Yesterday I re-listened to Evgeny Morozov’s twenty-minute talk at the “Elevate” conference. He laid out this tripartite structure of modern liberalism and then showed how two of its parts have been completely weakened by and subsumed into the now dominant remaining part, which itself grew from a kind of laissez-faire capitalism into corporatism. Thus, political liberalism (which guarantees–no, wrong word–which is supposed to support civil and human rights, etc.) and welfare or social liberalism (which started in 19th-century Prussia as Bismarck’s way of co-opting worker unrest, and which provided a socialized safety net: it socialized risk) have been done in, and what survives is economic liberalism (which is now not even laissez-faire, but is instead outright monopoly corporatism, state-supported). He then showed how economic liberalism justifies itself using the areas of finance / financialization; technology / data / algorithms; and cities / urbanism / creative class-ism.
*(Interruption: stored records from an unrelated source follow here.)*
//! Plausibility checks for forecast assumptions.
//!
//! Out-of-range values are legal inputs; they are reported so a caller can
//! surface them next to the valuation.

use crate::projection::ProjectionAssumptions;
use derive_more::Display;
use serde::{Deserialize, Serialize};

/// Inclusive range considered plausible for an assumption.
#[derive(Debug, Clone, Copy, PartialEq, Serialize, Deserialize)]
pub struct Range {
    /// Lowest plausible value
    pub min: f64,
    /// Highest plausible value
    pub max: f64,
}

impl Range {
    /// Whether `value` lies inside the range.
    pub fn contains(&self, value: f64) -> bool {
        (self.min..=self.max).contains(&value)
    }
}

/// Plausible ranges for growth rates and EBIT margins.
#[derive(Debug, Clone, Serialize, Deserialize)]
pub struct PlausibilityBounds {
    /// Revenue growth range (default -100% to 500%)
    pub growth: Range,
    /// EBIT margin range (default -100% to 100%)
    pub margin: Range,
}

impl Default for PlausibilityBounds {
    fn default() -> Self {
        Self {
            growth: Range {
                min: -1.0,
                max: 5.0,
            },
            margin: Range {
                min: -1.0,
                max: 1.0,
            },
        }
    }
}

/// Assumption kind a flag refers to.
#[derive(Debug, Display, Clone, Copy, PartialEq, Eq, Hash, Serialize, Deserialize)]
pub enum FlaggedAssumption {
    /// Revenue growth rate
    #[display("growth rate")]
    GrowthRate,
    /// EBIT margin
    #[display("EBIT margin")]
    EbitMargin,
}

/// An assumption value outside its plausible range.
#[derive(Debug, Display, Clone, Copy, PartialEq, Serialize, Deserialize)]
#[display("year {year}: {assumption} {value} outside [{min}, {max}]")]
pub struct AssumptionFlag {
    /// Forecast year, starting at 1
    pub year: usize,
    /// Which assumption is out of range
    pub assumption: FlaggedAssumption,
    /// The offending value
    pub value: f64,
    /// Lower plausible bound
    pub min: f64,
    /// Upper plausible bound
    pub max: f64,
}

impl ProjectionAssumptions {
    /// List every growth rate or margin outside `bounds`, first year first.
    pub fn flags(&self, bounds: &PlausibilityBounds) -> Vec<AssumptionFlag> {
        let mut flags = Vec::new();

        for (i, year) in self.years().iter().enumerate() {
            let checks = [
                (FlaggedAssumption::GrowthRate, year.growth_rate, bounds.growth),
                (FlaggedAssumption::EbitMargin, year.ebit_margin, bounds.margin),
            ];
            for (assumption, value, range) in checks {
                if !range.contains(value) {
                    flags.push(AssumptionFlag {
                        year: i + 1,
                        assumption,
                        value,
                        min: range.min,
                        max: range.max,
                    });
                }
            }
        }

        flags
    }
}
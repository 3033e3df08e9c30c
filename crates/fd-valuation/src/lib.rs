#![doc = include_str!("../README.md")]
#![doc(issue_tracker_base_url = "https://github.com/factordynamics/valuation/issues/")]
#![cfg_attr(docsrs, feature(doc_cfg, doc_auto_cfg))]
#![warn(missing_docs)]
#![forbid(unsafe_code)]

pub mod capital;
pub mod error;
pub mod historical;
pub mod projection;
pub mod scenario;
pub mod valuation;

// Re-export core types
pub use capital::{
    BetaEstimate, CapitalStructureInput, CostOfCapitalInputs, CostOfCapitalResult,
    CreditSpreadTable, compute_wacc, estimate_beta,
};
pub use error::{Result, ValuationError};
pub use historical::{
    FinancialPeriod, FinancialSeries, HistoricalMetricsResult, compute_historical_metrics,
    ltm_revenue,
};
pub use projection::{ProjectionAssumptions, ProjectionMode, project, projection_dates};
pub use scenario::{Scenario, ScenarioSet};
pub use valuation::{ValuationInputs, ValuationResult, net_debt, value_company};

/// Crate version
pub const VERSION: &str = env!("CARGO_PKG_VERSION");
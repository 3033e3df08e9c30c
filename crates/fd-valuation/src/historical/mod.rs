//! Historical analysis - growth, margins, working capital and reinvestment
//!
//! Backward-looking ratios computed from a multi-year statement series. Their
//! averages are the usual starting point for projection assumptions.

pub mod ltm;
pub mod metrics;
pub mod series;
pub mod summary;

pub use ltm::{LtmRevenue, QuarterlyRevenue, ltm_revenue};
pub use metrics::{HistoricalMetricsResult, PeriodMetrics, compute_historical_metrics};
pub use series::{FinancialPeriod, FinancialSeries};
pub use summary::{MetricAverages, nan_skip_mean};
//! Low/mid/high scenario bands.
//!
//! The cost of capital is reported as a band driven by the confidence
//! interval of the equity beta. Every downstream stage carries one value per
//! band so the valuation can be read as a sensitivity range.

use derive_more::Display;
use serde::{Deserialize, Serialize};

/// One of the three discount-rate scenarios.
#[derive(Debug, Display, Clone, Copy, PartialEq, Eq, Hash, Serialize, Deserialize)]
#[serde(rename_all = "snake_case")]
pub enum Scenario {
    /// Lower confidence bound of beta - lowest discount rate
    Low,
    /// Point estimate
    Mid,
    /// Upper confidence bound of beta - highest discount rate
    High,
}

impl Scenario {
    /// All scenarios in ascending order of discount rate.
    pub const ALL: [Self; 3] = [Self::Low, Self::Mid, Self::High];
}

/// One value per [`Scenario`].
#[derive(Debug, Clone, Copy, PartialEq, Eq, Serialize, Deserialize)]
pub struct ScenarioSet<T> {
    /// Value for the low scenario
    pub low: T,
    /// Value for the mid scenario
    pub mid: T,
    /// Value for the high scenario
    pub high: T,
}

impl<T> ScenarioSet<T> {
    /// Create a set from its three members.
    pub const fn new(low: T, mid: T, high: T) -> Self {
        Self { low, mid, high }
    }

    /// Value for the given scenario.
    pub const fn get(&self, scenario: Scenario) -> &T {
        match scenario {
            Scenario::Low => &self.low,
            Scenario::Mid => &self.mid,
            Scenario::High => &self.high,
        }
    }

    /// Apply `f` to every member, keeping the scenario positions.
    pub fn map<U>(&self, mut f: impl FnMut(&T) -> U) -> ScenarioSet<U> {
        ScenarioSet {
            low: f(&self.low),
            mid: f(&self.mid),
            high: f(&self.high),
        }
    }

    /// Iterate over `(scenario, value)` pairs in ascending order.
    pub fn iter(&self) -> impl Iterator<Item = (Scenario, &T)> {
        Scenario::ALL.into_iter().map(move |s| (s, self.get(s)))
    }
}

impl ScenarioSet<f64> {
    /// Whether `low <= mid <= high`.
    pub fn is_ordered(&self) -> bool {
        self.low <= self.mid && self.mid <= self.high
    }
}
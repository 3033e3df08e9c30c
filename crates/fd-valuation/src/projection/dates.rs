//! Fiscal year-end dates for the forecast period.

use crate::{Result, ValuationError};
use chrono::{Datelike, NaiveDate};

fn month_end(year: i32, month: u32) -> Option<NaiveDate> {
    let (next_year, next_month) = if month == 12 {
        (year + 1, 1)
    } else {
        (year, month + 1)
    };
    NaiveDate::from_ymd_opt(next_year, next_month, 1)?.pred_opt()
}

/// Period ends of the `years` fiscal years following `last_period_end`.
///
/// Fiscal years end on the last day of the same calendar month as
/// `last_period_end`, so a June quarter end yields June 30 of each of the
/// following years.
///
/// # Errors
/// [`ValuationError::InvalidInput`] if a date falls outside chrono's range.
pub fn projection_dates(last_period_end: NaiveDate, years: usize) -> Result<Vec<NaiveDate>> {
    let month = last_period_end.month();

    (1..=years)
        .map(|offset| {
            i32::try_from(offset)
                .ok()
                .and_then(|offset| last_period_end.year().checked_add(offset))
                .and_then(|year| month_end(year, month))
                .ok_or_else(|| {
                    ValuationError::InvalidInput(format!(
                        "projection date {offset} years after {last_period_end} is out of range"
                    ))
                })
        })
        .collect()
}

#[cfg(test)]
mod tests {
    use super::*;

    fn date(year: i32, month: u32, day: u32) -> NaiveDate {
        NaiveDate::from_ymd_opt(year, month, day).unwrap()
    }

    #[test]
    fn test_month_end_dates() {
        let dates = projection_dates(date(2024, 6, 30), 3).unwrap();
        assert_eq!(
            dates,
            vec![date(2025, 6, 30), date(2026, 6, 30), date(2027, 6, 30)]
        );
    }

    #[test]
    fn test_mid_month_start_rolls_to_month_end() {
        let dates = projection_dates(date(2024, 12, 15), 2).unwrap();
        assert_eq!(dates, vec![date(2025, 12, 31), date(2026, 12, 31)]);
    }

    #[test]
    fn test_february_handles_leap_years() {
        let dates = projection_dates(date(2023, 2, 28), 2).unwrap();
        assert_eq!(dates, vec![date(2024, 2, 29), date(2025, 2, 28)]);
    }

    #[test]
    fn test_zero_years() {
        assert!(projection_dates(date(2024, 6, 30), 0).unwrap().is_empty());
    }
}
Yesterday A. and I went for a walk–his first time out the door since coming home from his surgery on Monday. It was very warm, if windy, and we up drove to Manchester-by-the-Sea. Parked in town, walked to Singing Beach, then up and down its length. The beach was full of dogs, happy place. W. had been in Boston to interview with a company he doesn’t want to work for, and was on his way back to B. while we were on our way to Manchester. I’m trying to convince him to take an MIT online course, which starts on Tuesday 3/14, about cyber-security. Runs for six weeks, six hundred bucks. I think it would be good–get a certificate upon completion and have access to a forum (which could be a great networking opportunity). The job in Boston is “out” for a couple of reasons. He’s not keen on their business model (gathering data by giving a service “for free” to doctors, clinicians, hospitals, with a view to selling that data, presumably to Big Pharma, down the road), their field (illness), and their location, which is nice enough in Boston near [x], but which, because of the lousy transit within Boston, adds half an hour to the commute (that’s how long it took just to get from North Station to South Station, on a day when there were no snags and everything actually was running smoothly). Transit in–i.e., within–Boston itself is ridiculous and terrible.